* Task item *
Scan the records for the string "FieldValue"; copy each line where it occurs.

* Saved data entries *
//! Run loop: checkpoint, extract, normalize, load, commit
//!
//! Each file is handled by one session holding the file's lock:
//!
//! 1. count the source's lines
//! 2. read the stored checkpoint; stop if everything is already loaded
//! 3. stream batches from a single cursor on a blocking thread
//! 4. for every batch: normalize, load, then write the new checkpoint
//!
//! The checkpoint is only written after the store accepted the batch, so a
//! crash between the two reloads that batch on the next run.

use std::sync::Arc;
use std::time::Instant;

use chrono::{DateTime, Utc};
use futures::stream::{self, StreamExt};
use serde::Serialize;
use tokio::sync::mpsc;
use tracing::{debug, error, info, info_span, warn, Instrument, Span};
use uuid::Uuid;

use crate::checkpoint::{CheckpointTracker, FileState};
use crate::config::EtlConfig;
use crate::error::{EtlError, Result};
use crate::extract::{count_lines, ExtractedBatch, LineCursor};
use crate::layout::LineLayout;
use crate::normalize::normalize;
use crate::source::{FileId, SourceProvider};
use crate::storage::RecordStore;

/// Batches read ahead of the loader
const READ_AHEAD_BATCHES: usize = 1;

/// How a file's session ended
#[derive(Debug, Clone, PartialEq, Eq, Serialize)]
#[serde(tag = "status", rename_all = "snake_case")]
pub enum FileStatus {
    /// Loaded through to the end of the source in this run
    Completed,
    /// The stored checkpoint already covered the whole source
    AlreadyComplete,
    /// Stopped; the stored checkpoint is left at the last committed batch
    Failed { kind: String, error: String },
}

/// Per-file result reported back to the caller
#[derive(Debug, Clone, Serialize)]
pub struct FileOutcome {
    pub file: String,
    pub table: String,
    #[serde(flatten)]
    pub status: FileStatus,
    pub total_lines: Option<u64>,
    /// Last committed line index when the session ended
    pub checkpoint: Option<u64>,
    pub batches: u64,
    pub rows_loaded: u64,
    pub rows_filtered: u64,
    pub elapsed_ms: u64,
}

impl FileOutcome {
    pub fn is_failure(&self) -> bool {
        matches!(self.status, FileStatus::Failed { .. })
    }
}

/// Summary of one [`EtlSession::run`]
#[derive(Debug, Clone, Serialize)]
pub struct RunReport {
    pub session_id: Uuid,
    pub started_at: DateTime<Utc>,
    pub finished_at: DateTime<Utc>,
    pub files: Vec<FileOutcome>,
}

impl RunReport {
    pub fn failures(&self) -> usize {
        self.files.iter().filter(|f| f.is_failure()).count()
    }

    pub fn is_success(&self) -> bool {
        self.failures() == 0
    }

    pub fn rows_loaded(&self) -> u64 {
        self.files.iter().map(|f| f.rows_loaded).sum()
    }
}

#[derive(Debug, Default)]
struct FileProgress {
    total_lines: Option<u64>,
    checkpoint: Option<u64>,
    batches: u64,
    rows_loaded: u64,
    rows_filtered: u64,
}

/// Drives files from their stored checkpoint to the end of the source
pub struct EtlSession<S, R> {
    source: Arc<S>,
    store: Arc<R>,
    layout: &'static LineLayout,
    config: EtlConfig,
    session_id: Uuid,
}

impl<S, R> EtlSession<S, R>
where
    S: SourceProvider,
    R: RecordStore,
{
    pub fn new(source: S, store: R, config: EtlConfig) -> Result<Self> {
        Self::from_shared(Arc::new(source), Arc::new(store), config)
    }

    pub fn from_shared(source: Arc<S>, store: Arc<R>, config: EtlConfig) -> Result<Self> {
        config.validate()?;
        Ok(Self {
            source,
            store,
            layout: LineLayout::cotahist(),
            config,
            session_id: Uuid::new_v4(),
        })
    }

    /// Use a different record layout
    pub fn with_layout(mut self, layout: &'static LineLayout) -> Result<Self> {
        layout.validate().map_err(EtlError::InvalidConfig)?;
        self.layout = layout;
        Ok(self)
    }

    pub fn session_id(&self) -> Uuid {
        self.session_id
    }

    pub fn config(&self) -> &EtlConfig {
        &self.config
    }

    /// Process `files`, at most `max_concurrent_files` at a time.
    ///
    /// Only a schema provisioning failure aborts the run; any other error is
    /// reported in that file's outcome and the remaining files still run.
    pub async fn run(&self, files: &[FileId]) -> Result<RunReport> {
        let started_at = Utc::now();
        info!(
            session_id = %self.session_id,
            files = files.len(),
            batch_size = self.config.batch_size,
            schema = %self.config.schema,
            concurrency = self.config.max_concurrent_files,
            "Starting ETL run"
        );

        self.store.ensure_schema().await?;

        let outcomes: Vec<FileOutcome> = stream::iter(files.iter().cloned())
            .map(|file| self.process_file(file))
            .buffered(self.config.max_concurrent_files)
            .collect()
            .await;

        let report = RunReport {
            session_id: self.session_id,
            started_at,
            finished_at: Utc::now(),
            files: outcomes,
        };

        info!(
            session_id = %self.session_id,
            files = report.files.len(),
            failures = report.failures(),
            rows_loaded = report.rows_loaded(),
            "ETL run finished"
        );

        Ok(report)
    }

    /// Run one file's session to completion or failure
    pub async fn process_file(&self, file: FileId) -> FileOutcome {
        let span = info_span!("etl_file", file = %file, session_id = %self.session_id);
        let started = Instant::now();
        let mut progress = FileProgress::default();

        let status = match self.run_locked(&file, &mut progress).instrument(span.clone()).await {
            Ok(status) => status,
            Err(e) => {
                span.in_scope(|| {
                    error!(
                        kind = e.kind(),
                        checkpoint = ?progress.checkpoint,
                        error = %e,
                        "File failed"
                    )
                });
                FileStatus::Failed {
                    kind: e.kind().to_string(),
                    error: e.to_string(),
                }
            }
        };

        FileOutcome {
            file: file.to_string(),
            table: file.table_name().to_string(),
            status,
            total_lines: progress.total_lines,
            checkpoint: progress.checkpoint,
            batches: progress.batches,
            rows_loaded: progress.rows_loaded,
            rows_filtered: progress.rows_filtered,
            elapsed_ms: u64::try_from(started.elapsed().as_millis()).unwrap_or(u64::MAX),
        }
    }

    async fn run_locked(&self, file: &FileId, progress: &mut FileProgress) -> Result<FileStatus> {
        let lease = self.store.lock_file(file).await?;
        let result = self.run_file(file, progress).await;

        if let Err(e) = self.store.unlock_file(lease).await {
            warn!(error = %e, "Failed to release file lock");
        }

        result
    }

    async fn run_file(&self, file: &FileId, progress: &mut FileProgress) -> Result<FileStatus> {
        let total_lines = self.count_lines(file).await?;
        progress.total_lines = Some(total_lines);

        let stored = self.store.read_checkpoint(file).await?;
        progress.checkpoint = stored;

        let mut tracker = CheckpointTracker::new(file.as_str(), total_lines);
        if tracker.resume(stored) == FileState::FileComplete {
            let status = if stored.is_some() {
                FileStatus::AlreadyComplete
            } else {
                FileStatus::Completed
            };
            info!(total_lines, checkpoint = ?stored, "Nothing left to load");
            return Ok(status);
        }

        info!(
            total_lines,
            resume_from = tracker.checkpoint().next_line(),
            table = %file.table_name(),
            "Processing file"
        );

        let (tx, mut rx) = mpsc::channel::<Result<ExtractedBatch>>(READ_AHEAD_BATCHES);
        let producer = self.spawn_extractor(file.clone(), tracker.start_after(), tx);

        while let Some(message) = rx.recv().await {
            let ExtractedBatch {
                records,
                highest_line_read,
                more_remain,
            } = message?;

            let normalized = normalize(self.layout, records)?;
            let loaded = self
                .store
                .load_batch(file.table_name(), self.layout, &normalized.records)
                .await?;

            if highest_line_read > tracker.start_after() {
                if let Some(line) = highest_line_read {
                    self.store.write_checkpoint(file, line).await?;
                }
            }
            tracker.record_batch(highest_line_read, more_remain)?;

            progress.checkpoint = tracker.start_after();
            progress.batches += 1;
            progress.rows_loaded += loaded;
            progress.rows_filtered += normalized.filtered as u64;

            info!(
                batch = progress.batches,
                rows = loaded,
                filtered = normalized.filtered,
                checkpoint = ?highest_line_read,
                total_lines,
                "Batch committed"
            );

            if tracker.advance() == FileState::FileComplete {
                break;
            }
        }
        drop(rx);

        producer
            .await
            .map_err(|e| EtlError::Task(format!("extractor for {} stopped: {}", file, e)))?;

        if !tracker.is_complete() {
            return Err(EtlError::Task(format!(
                "extractor for {} ended before the end of the source",
                file
            )));
        }

        let covered = tracker.checkpoint().next_line();
        if covered != total_lines {
            warn!(covered, total_lines, "Source line count changed during the session");
        }

        info!(
            batches = progress.batches,
            rows_loaded = progress.rows_loaded,
            rows_filtered = progress.rows_filtered,
            "File complete"
        );
        Ok(FileStatus::Completed)
    }

    async fn count_lines(&self, file: &FileId) -> Result<u64> {
        let source = Arc::clone(&self.source);
        let file = file.clone();
        let span = Span::current();

        tokio::task::spawn_blocking(move || {
            let _enter = span.enter();
            let started = Instant::now();
            let total = source.with_reader(&file, |reader| count_lines(reader, file.as_str()))?;
            debug!(total_lines = total, elapsed_ms = started.elapsed().as_millis() as u64, "Counted lines");
            Ok(total)
        })
        .await
        .map_err(|e| EtlError::Task(format!("line count task failed: {}", e)))?
    }

    /// Read batches on a blocking thread, one cursor for the whole file.
    /// Stops quietly once the receiver is gone.
    fn spawn_extractor(
        &self,
        file: FileId,
        start_after: Option<u64>,
        tx: mpsc::Sender<Result<ExtractedBatch>>,
    ) -> tokio::task::JoinHandle<()> {
        let source = Arc::clone(&self.source);
        let layout = self.layout;
        let batch_size = self.config.batch_size;
        let span = Span::current();

        tokio::task::spawn_blocking(move || {
            let _enter = span.enter();

            let result = source.with_reader(&file, |reader| {
                let mut cursor = LineCursor::new(reader, file.as_str());
                cursor.skip_through(start_after)?;

                loop {
                    let batch = cursor.take_batch(layout, batch_size)?;
                    let more_remain = batch.more_remain;
                    if tx.blocking_send(Ok(batch)).is_err() || !more_remain {
                        return Ok(());
                    }
                }
            });

            if let Err(e) = result {
                if tx.blocking_send(Err(e)).is_err() {
                    debug!("Extraction error dropped after the loader stopped");
                }
            }
        })
    }
}
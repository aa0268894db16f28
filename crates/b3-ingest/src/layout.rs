//! Fixed-width line layout and record slicing
//!
//! A COTAHIST line is 245 bytes wide. Every field lives at a fixed byte
//! range, documented by B3 in the "SeriesHistoricas_Layout" sheet. The layout
//! also carries the field kind so the normalizer knows how to coerce each
//! value without a second table to keep in sync.

use crate::models::RawRecord;

/// Width of one COTAHIST record, excluding the line terminator
pub const RECORD_WIDTH: usize = 245;

/// Value of the record-date field on header (`00`) and trailer (`99`) rows
pub const HEADER_TRAILER_SENTINEL: &str = "COTAHIST";

/// How the normalizer coerces a field
#[derive(Debug, Clone, Copy, PartialEq, Eq)]
pub enum FieldKind {
    /// Cleaned string, null when blank
    Text,
    /// `YYYYMMDD`
    Date,
    /// Integer number of cents, two implied decimal places
    Amount,
    /// Plain integer
    Integer,
    /// Plain integer, blank or control-character garbage becomes 0
    IntegerOrZero,
}

/// One named half-open byte range `[start, end)`
#[derive(Debug, Clone, Copy, PartialEq, Eq)]
pub struct FieldSpec {
    pub name: &'static str,
    pub start: usize,
    pub end: usize,
    pub kind: FieldKind,
}

impl FieldSpec {
    pub const fn new(name: &'static str, start: usize, end: usize, kind: FieldKind) -> Self {
        Self {
            name,
            start,
            end,
            kind,
        }
    }

    pub fn width(&self) -> usize {
        self.end - self.start
    }
}

use FieldKind::{Amount, Date, Integer, IntegerOrZero, Text};

static COTAHIST_FIELDS: [FieldSpec; 26] = [
    FieldSpec::new("record_type", 0, 2, Text),
    FieldSpec::new("trade_date", 2, 10, Date),
    FieldSpec::new("bdi_code", 10, 12, Text),
    FieldSpec::new("ticker", 12, 24, Text),
    FieldSpec::new("market_type", 24, 27, Text),
    FieldSpec::new("short_name", 27, 39, Text),
    FieldSpec::new("specification", 39, 49, Text),
    FieldSpec::new("forward_market_days", 49, 52, IntegerOrZero),
    FieldSpec::new("currency", 52, 56, Text),
    FieldSpec::new("open_price", 56, 69, Amount),
    FieldSpec::new("max_price", 69, 82, Amount),
    FieldSpec::new("min_price", 82, 95, Amount),
    FieldSpec::new("avg_price", 95, 108, Amount),
    FieldSpec::new("last_price", 108, 121, Amount),
    FieldSpec::new("best_bid_price", 121, 134, Amount),
    FieldSpec::new("best_ask_price", 134, 147, Amount),
    FieldSpec::new("trade_count", 147, 152, Integer),
    FieldSpec::new("quantity_traded", 152, 170, Integer),
    FieldSpec::new("volume_traded", 170, 188, Amount),
    FieldSpec::new("strike_price", 188, 201, Amount),
    FieldSpec::new("price_correction_indicator", 201, 202, Text),
    FieldSpec::new("expiration_date", 202, 210, Date),
    FieldSpec::new("quote_factor", 210, 217, Text),
    FieldSpec::new("strike_price_points", 217, 230, Amount),
    FieldSpec::new("isin_code", 230, 242, Text),
    FieldSpec::new("distribution_number", 242, 245, Text),
];

static COTAHIST: LineLayout = LineLayout {
    fields: &COTAHIST_FIELDS,
    width: RECORD_WIDTH,
    record_date_field: "trade_date",
};

/// Immutable description of one fixed-width record type
#[derive(Debug, PartialEq, Eq)]
pub struct LineLayout {
    fields: &'static [FieldSpec],
    width: usize,
    record_date_field: &'static str,
}

impl LineLayout {
    /// The B3 COTAHIST daily quotes layout
    pub fn cotahist() -> &'static LineLayout {
        &COTAHIST
    }

    /// Build a custom layout; call [`LineLayout::validate`] before use.
    pub const fn new(
        fields: &'static [FieldSpec],
        width: usize,
        record_date_field: &'static str,
    ) -> Self {
        Self {
            fields,
            width,
            record_date_field,
        }
    }

    pub fn fields(&self) -> &'static [FieldSpec] {
        self.fields
    }

    pub fn width(&self) -> usize {
        self.width
    }

    /// Field compared against [`HEADER_TRAILER_SENTINEL`]
    pub fn record_date_field(&self) -> &'static str {
        self.record_date_field
    }

    pub fn field(&self, name: &str) -> Option<&'static FieldSpec> {
        self.fields.iter().find(|f| f.name == name)
    }

    pub fn names(&self) -> impl Iterator<Item = &'static str> {
        self.fields.iter().map(|f| f.name)
    }

    /// Check that ranges are non-empty, contiguous from byte 0, and end at
    /// the declared width, and that the record-date field exists.
    pub fn validate(&self) -> Result<(), String> {
        let mut expected_start = 0;
        for field in self.fields {
            if field.start != expected_start {
                return Err(format!(
                    "field {} starts at {} but previous field ended at {}",
                    field.name, field.start, expected_start
                ));
            }
            if field.end <= field.start {
                return Err(format!("field {} has an empty range", field.name));
            }
            expected_start = field.end;
        }

        if expected_start != self.width {
            return Err(format!(
                "fields cover {} bytes, expected {}",
                expected_start, self.width
            ));
        }

        if self.field(self.record_date_field).is_none() {
            return Err(format!("record-date field {} is not in the layout", self.record_date_field));
        }

        Ok(())
    }

    /// Slice one raw line into its named fields.
    ///
    /// `line` may include its terminator. Bytes beyond the end of a short
    /// line contribute nothing, so a truncated final line yields partial or
    /// empty values rather than an error.
    pub fn slice(&self, line_index: u64, line: &[u8]) -> RawRecord {
        let mut record = RawRecord::with_capacity(line_index, self.fields.len());
        for field in self.fields {
            let start = field.start.min(line.len());
            let end = field.end.min(line.len());
            record.insert(field.name, decode_latin1(&line[start..end]));
        }
        record
    }
}

/// Decode ISO-8859-1 bytes. Every byte maps to the code point of the same
/// value, so this never fails and keeps control bytes intact.
pub fn decode_latin1(bytes: &[u8]) -> String {
    bytes.iter().map(|&b| char::from(b)).collect()
}

#[cfg(test)]
#[allow(clippy::unwrap_used, clippy::expect_used)]
mod tests {
    use super::*;

    use crate::fixtures::PETR4_LINE;

    #[test]
    fn test_cotahist_layout_is_contiguous() {
        let layout = LineLayout::cotahist();
        layout.validate().unwrap();
        let total: usize = layout.fields().iter().map(FieldSpec::width).sum();
        assert_eq!(total, RECORD_WIDTH);
        assert_eq!(layout.fields().last().unwrap().end, RECORD_WIDTH);
    }

    #[test]
    fn test_validate_rejects_gap() {
        static GAPPY: [FieldSpec; 2] = [
            FieldSpec::new("a", 0, 2, Text),
            FieldSpec::new("b", 3, 5, Text),
        ];
        let layout = LineLayout::new(&GAPPY, 5, "a");
        assert!(layout.validate().unwrap_err().contains("starts at 3"));
    }

    #[test]
    fn test_validate_rejects_wrong_width() {
        static SHORT: [FieldSpec; 1] = [FieldSpec::new("a", 0, 2, Date)];
        let layout = LineLayout::new(&SHORT, 4, "a");
        assert!(layout.validate().is_err());
    }

    #[test]
    fn test_slice_full_width_line() {
        assert_eq!(PETR4_LINE.len(), RECORD_WIDTH);
        let record = LineLayout::cotahist().slice(7, PETR4_LINE.as_bytes());

        assert_eq!(record.line_index, 7);
        assert_eq!(record.len(), 26);
        assert_eq!(record.get("record_type"), Some("01"));
        assert_eq!(record.get("trade_date"), Some("20030102"));
        assert_eq!(record.get("ticker"), Some("PETR4       "));
        assert_eq!(record.get("open_price"), Some("0000000005520"));
        assert_eq!(record.get("isin_code"), Some("BRPETRACNPR6"));
        assert_eq!(record.get("distribution_number"), Some("127"));
    }

    #[test]
    fn test_slice_ignores_terminator() {
        let line = format!("{}\r\n", PETR4_LINE);
        let record = LineLayout::cotahist().slice(0, line.as_bytes());
        assert_eq!(record.get("distribution_number"), Some("127"));
    }

    #[test]
    fn test_slice_short_line_yields_empty_tail() {
        let record = LineLayout::cotahist().slice(0, b"99COTAHIST.2003BOV\n");
        assert_eq!(record.get("trade_date"), Some("COTAHIST"));
        assert_eq!(record.get("bdi_code"), Some(".2"));
        assert_eq!(record.get("ticker"), Some("003BOV\n"));
        assert_eq!(record.get("market_type"), Some(""));
        assert_eq!(record.get("distribution_number"), Some(""));
    }

    #[test]
    fn test_decode_latin1_keeps_high_and_control_bytes() {
        assert_eq!(decode_latin1(&[0x41, 0xC7, 0x00]), "A\u{C7}\u{0}");
    }
}
//! Error types shared across the workspace

use thiserror::Error;

/// Result type alias for common operations
pub type Result<T> = std::result::Result<T, CommonError>;

/// Errors raised by the shared utilities
#[derive(Error, Debug, Clone, PartialEq, Eq)]
pub enum CommonError {
    #[error("Invalid identifier '{name}': {reason}")]
    InvalidIdentifier { name: String, reason: String },

    #[error("Invalid log setting: {0}")]
    InvalidLogSetting(String),
}
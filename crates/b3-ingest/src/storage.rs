//! Relational store for normalized records and checkpoints
//!
//! The orchestrator only talks to [`RecordStore`]. [`PgRecordStore`] is the
//! PostgreSQL implementation: one table per source file plus an append-only
//! `extraction_progress` table, all inside a single schema.

use async_trait::async_trait;
use b3_common::identifier::{qualified_name, quote_identifier, validate_identifier};
use chrono::NaiveDate;
use sqlx::postgres::PgConnection;
use sqlx::types::BigDecimal;
use sqlx::{Connection, PgPool, Postgres, QueryBuilder};
use tracing::{debug, info, warn};

use crate::error::{EtlError, Result};
use crate::layout::{FieldKind, LineLayout};
use crate::models::{FieldValue, NormalizedRecord};
use crate::source::FileId;

/// Rows per `INSERT` statement (26 binds per row stays well under the
/// protocol's 65535 parameter limit)
pub const DEFAULT_INSERT_CHUNK_SIZE: usize = 1000;

/// Append-only checkpoint table, one row per committed batch
pub const PROGRESS_TABLE: &str = "extraction_progress";

const INSUFFICIENT_PRIVILEGE: &str = "42501";
const UNDEFINED_TABLE: &str = "42P01";
const INVALID_SCHEMA_NAME: &str = "3F000";

/// Storage collaborator used by [`crate::pipeline::EtlSession`]
#[async_trait]
pub trait RecordStore: Send + Sync + 'static {
    /// Held for the whole file session; dropping it releases the file
    type Lease: Send + 'static;

    /// Idempotently create the schema. Fails with
    /// [`EtlError::InsufficientPrivilege`] when the role may not create it.
    async fn ensure_schema(&self) -> Result<()>;

    /// Highest committed line index, or `None` when the file (or the
    /// progress table itself) has no entry yet
    async fn read_checkpoint(&self, file: &FileId) -> Result<Option<u64>>;

    async fn write_checkpoint(&self, file: &FileId, last_line_index: u64) -> Result<()>;

    /// Append records to `table`, creating it from `layout` if needed.
    /// Returns the number of rows written.
    async fn load_batch(
        &self,
        table: &str,
        layout: &LineLayout,
        records: &[NormalizedRecord],
    ) -> Result<u64>;

    /// Take exclusive ownership of a file's checkpoint. Fails with
    /// [`EtlError::FileLocked`] if another session holds it.
    async fn lock_file(&self, file: &FileId) -> Result<Self::Lease>;

    async fn unlock_file(&self, lease: Self::Lease) -> Result<()>;
}

/// PostgreSQL-backed [`RecordStore`]
#[derive(Clone)]
pub struct PgRecordStore {
    pool: PgPool,
    schema: String,
    insert_chunk_size: usize,
}

impl PgRecordStore {
    pub fn new(pool: PgPool, schema: impl Into<String>) -> Result<Self> {
        let schema = schema.into();
        validate_identifier(&schema)?;
        Ok(Self {
            pool,
            schema,
            insert_chunk_size: DEFAULT_INSERT_CHUNK_SIZE,
        })
    }

    pub fn with_insert_chunk_size(mut self, rows: usize) -> Self {
        self.insert_chunk_size = rows.max(1);
        self
    }

    pub fn schema(&self) -> &str {
        &self.schema
    }

    pub fn pool(&self) -> &PgPool {
        &self.pool
    }

    fn progress_table(&self) -> String {
        qualified_name(&self.schema, PROGRESS_TABLE)
    }

    fn lock_key(&self, file: &FileId) -> String {
        format!("{}.{}", self.schema, file.as_str())
    }

    async fn create_record_table(&self, table: &str, layout: &LineLayout) -> Result<()> {
        let columns: Vec<String> = layout
            .fields()
            .iter()
            .map(|f| format!("{} {}", quote_identifier(f.name), column_type(f.kind)))
            .collect();

        let sql = format!(
            "CREATE TABLE IF NOT EXISTS {} ({})",
            qualified_name(&self.schema, table),
            columns.join(", ")
        );
        sqlx::query(&sql).execute(&self.pool).await?;
        Ok(())
    }
}

#[async_trait]
impl RecordStore for PgRecordStore {
    type Lease = PgFileLease;

    async fn ensure_schema(&self) -> Result<()> {
        let create_schema = format!("CREATE SCHEMA IF NOT EXISTS {}", quote_identifier(&self.schema));
        sqlx::query(&create_schema)
            .execute(&self.pool)
            .await
            .map_err(|e| self.privilege_error(e))?;

        let create_progress = format!(
            r#"
            CREATE TABLE IF NOT EXISTS {} (
                file_name TEXT NOT NULL,
                last_line_read BIGINT NOT NULL,
                recorded_at TIMESTAMPTZ NOT NULL DEFAULT now()
            )
            "#,
            self.progress_table()
        );
        sqlx::query(&create_progress)
            .execute(&self.pool)
            .await
            .map_err(|e| self.privilege_error(e))?;

        info!(schema = %self.schema, "Schema ready");
        Ok(())
    }

    async fn read_checkpoint(&self, file: &FileId) -> Result<Option<u64>> {
        let sql = format!(
            "SELECT MAX(last_line_read) FROM {} WHERE file_name = $1",
            self.progress_table()
        );

        let stored: Option<i64> = match sqlx::query_scalar(&sql)
            .bind(file.as_str())
            .fetch_one(&self.pool)
            .await
        {
            Ok(value) => value,
            Err(e) if matches!(sqlstate(&e).as_deref(), Some(UNDEFINED_TABLE | INVALID_SCHEMA_NAME)) => {
                debug!(file = %file, "Progress table does not exist yet");
                None
            }
            Err(e) => return Err(e.into()),
        };

        // Negative values are the legacy "nothing read" marker.
        Ok(stored.and_then(|v| u64::try_from(v).ok()))
    }

    async fn write_checkpoint(&self, file: &FileId, last_line_index: u64) -> Result<()> {
        let value = i64::try_from(last_line_index).map_err(|_| {
            EtlError::InvalidConfig(format!("line index {} does not fit in BIGINT", last_line_index))
        })?;

        let sql = format!(
            "INSERT INTO {} (file_name, last_line_read) VALUES ($1, $2)",
            self.progress_table()
        );
        sqlx::query(&sql)
            .bind(file.as_str())
            .bind(value)
            .execute(&self.pool)
            .await?;

        debug!(file = %file, last_line_read = last_line_index, "Checkpoint written");
        Ok(())
    }

    async fn load_batch(
        &self,
        table: &str,
        layout: &LineLayout,
        records: &[NormalizedRecord],
    ) -> Result<u64> {
        validate_identifier(table)?;
        if records.is_empty() {
            return Ok(0);
        }

        self.create_record_table(table, layout).await?;

        let target = qualified_name(&self.schema, table);
        let columns: Vec<String> = layout.names().map(quote_identifier).collect();
        let insert = format!("INSERT INTO {} ({}) ", target, columns.join(", "));

        let mut tx = self.pool.begin().await?;
        let mut written = 0u64;

        for chunk in records.chunks(self.insert_chunk_size) {
            let mut query_builder: QueryBuilder<Postgres> = QueryBuilder::new(&insert);

            query_builder.push_values(chunk, |mut b, record| {
                for (spec, (_, value)) in layout.fields().iter().zip(&record.values) {
                    match (value, spec.kind) {
                        (FieldValue::Text(text), _) => b.push_bind(text.clone()),
                        (FieldValue::Date(date), _) => b.push_bind(*date),
                        (FieldValue::Amount(amount), _) => b.push_bind(amount.to_decimal()),
                        (FieldValue::Integer(n), _) => b.push_bind(*n),
                        (FieldValue::Null, FieldKind::Date) => b.push_bind(None::<NaiveDate>),
                        (FieldValue::Null, FieldKind::Amount) => b.push_bind(None::<BigDecimal>),
                        (FieldValue::Null, FieldKind::Integer | FieldKind::IntegerOrZero) => {
                            b.push_bind(None::<i64>)
                        }
                        (FieldValue::Null, FieldKind::Text) => b.push_bind(None::<String>),
                    };
                }
            });

            let result = query_builder.build().execute(&mut *tx).await?;
            written += result.rows_affected();
        }

        tx.commit().await?;

        debug!(table = %target, rows = written, "Batch loaded");
        Ok(written)
    }

    async fn lock_file(&self, file: &FileId) -> Result<PgFileLease> {
        // Session-level advisory locks belong to a connection, so the lease
        // keeps one out of the pool for its whole lifetime.
        let mut conn = self.pool.acquire().await?.detach();
        let key = self.lock_key(file);

        let granted: bool = sqlx::query_scalar("SELECT pg_try_advisory_lock(hashtextextended($1, 0))")
            .bind(&key)
            .fetch_one(&mut conn)
            .await?;

        if !granted {
            if let Err(e) = conn.close().await {
                warn!(file = %file, error = %e, "Failed to close lock connection");
            }
            return Err(EtlError::FileLocked(file.to_string()));
        }

        debug!(file = %file, "Acquired file lock");
        Ok(PgFileLease {
            conn: Some(conn),
            key,
        })
    }

    async fn unlock_file(&self, lease: PgFileLease) -> Result<()> {
        lease.release().await
    }
}

impl PgRecordStore {
    fn privilege_error(&self, err: sqlx::Error) -> EtlError {
        if sqlstate(&err).as_deref() == Some(INSUFFICIENT_PRIVILEGE) {
            EtlError::InsufficientPrivilege(format!(
                "the database role may not create schema {} or its tables; \
                 grant CREATE on the database or create the schema beforehand",
                self.schema
            ))
        } else {
            err.into()
        }
    }
}

/// Advisory lock on one file. Dropping the lease closes its connection,
/// which releases the lock server-side.
pub struct PgFileLease {
    conn: Option<PgConnection>,
    key: String,
}

impl PgFileLease {
    pub async fn release(mut self) -> Result<()> {
        if let Some(mut conn) = self.conn.take() {
            sqlx::query("SELECT pg_advisory_unlock(hashtextextended($1, 0))")
                .bind(&self.key)
                .execute(&mut conn)
                .await?;
            conn.close().await?;
        }
        Ok(())
    }
}

fn column_type(kind: FieldKind) -> &'static str {
    match kind {
        FieldKind::Text => "TEXT",
        FieldKind::Date => "DATE",
        FieldKind::Amount => "NUMERIC(18, 2)",
        FieldKind::Integer | FieldKind::IntegerOrZero => "BIGINT",
    }
}

fn sqlstate(err: &sqlx::Error) -> Option<String> {
    err.as_database_error()
        .and_then(|db| db.code())
        .map(|code| code.into_owned())
}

* Answer below *
use crate::models::{FieldValue, NormalizedRecord};
                        (FieldValue::Text(text), _) => b.push_bind(text.clone()),
                        (FieldValue::Date(date), _) => b.push_bind(*date),
                        (FieldValue::Amount(amount), _) => b.push_bind(amount.to_decimal()),
                        (FieldValue::Integer(n), _) => b.push_bind(*n),
                        (FieldValue::Null, FieldKind::Date) => b.push_bind(None::<NaiveDate>),
                        (FieldValue::Null, FieldKind::Amount) => b.push_bind(None::<BigDecimal>),
                        (FieldValue::Null, FieldKind::Integer | FieldKind::IntegerOrZero) => {
                        (FieldValue::Null, FieldKind::Text) => b.push_bind(None::<String>),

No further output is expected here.